Con le nuove tensioni in Medio Oriente, peggiora la situazione dei carburanti: i forti rialzi del petrolio e delle quotazioni dei prodotti raffinati hanno quasi del tutto annullato l’effetto benefico del taglio delle imposte sul diesel deliberato pochi giorni fa dal governo.

"Dopo un paio di giorni al ribasso, tornano a schizzare le quotazioni petrolifere, con il barile (Brent) di nuovo sopra i 90 dollari e la quotazione del gasolio oltre i mille euro per mille litri", scrive Staffetta Quotidiana nella sua consueta analisi giornaliera. "A spingere, ovviamente, è l’aggravarsi della crisi del Golfo, che ormai riguarda due stretti strategici per gli approvvigionamenti petroliferi e si unisce al blocco totale delle esportazioni dalla Russia".

"Il risultato è che il prezzo della benzina continua ad aumentare e il taglio dell’accisa sul gasolio inizia a essere assorbito dal rialzo delle quotazioni: nei primi tre giorni di vigenza dello “sconto”, il prezzo medio nazionale del diesel è sceso di 12 centesimi (11,9 per la precisione), rispetto ai 17 attesi, e gli elementi a disposizione lasciano pensare che il calo sia tutto qui.
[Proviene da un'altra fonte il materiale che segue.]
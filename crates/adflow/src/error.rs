//! Error types for adflow.

use thiserror::Error;

use crate::dtype::DType;

/// Errors that can occur while recording, dispatching or executing a graph.
///
/// Errors are `Clone` so that a single failure can be delivered to every
/// waiter of an evaluation request.
#[derive(Debug, Clone, PartialEq, Error)]
pub enum AdError {
    /// Operand shapes are incompatible with the operation.
    #[error("shape error in {op}: {message}")]
    Shape { op: String, message: String },

    /// Wrong number of operands for the operation.
    #[error("{op} expects {expected} operands, got {actual}")]
    Arity {
        op: String,
        expected: usize,
        actual: usize,
    },

    /// No backend plan exists for the operand dtypes.
    #[error("unsupported operation {op} for dtypes {dtypes:?} on backend {backend}")]
    UnsupportedOperation {
        op: String,
        dtypes: Vec<DType>,
        backend: String,
    },

    /// The evaluation request was cancelled while waiting.
    #[error("evaluation cancelled")]
    Cancelled,

    /// An engine invariant was violated (double publication, use after reclaim).
    #[error("internal consistency violation: {0}")]
    InternalConsistency(String),

    /// The backend allocator could not provide a buffer.
    #[error("pool exhausted: requested {requested} bytes with limit {limit:?}")]
    PoolExhaustion {
        requested: usize,
        limit: Option<usize>,
    },

    /// A backend kernel failed while running.
    #[error("kernel {op} failed: {message}")]
    Kernel { op: String, message: String },

    /// API misuse.
    #[error("invalid operation: {0}")]
    InvalidOperation(String),
}

impl AdError {
    pub(crate) fn shape(op: impl Into<String>, message: impl Into<String>) -> Self {
        AdError::Shape {
            op: op.into(),
            message: message.into(),
        }
    }

    pub(crate) fn kernel(op: impl Into<String>, message: impl Into<String>) -> Self {
        AdError::Kernel {
            op: op.into(),
            message: message.into(),
        }
    }

    /// Whether this error is an engine invariant violation.
    pub fn is_fatal(&self) -> bool {
        matches!(self, AdError::InternalConsistency(_))
    }
}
Anche perché sui listini dei prezzi consigliati tornano a spron battuto gli aumenti", aggiunge la testata specializzata, segnalando la decisione di Eni di aumentare di due centesimi al litro i prezzi consigliati di benzina e gasolio, mentre IP e Q8 hanno ritoccato al rialzo il diesel rispettivamente di 4 e 2 centesimi.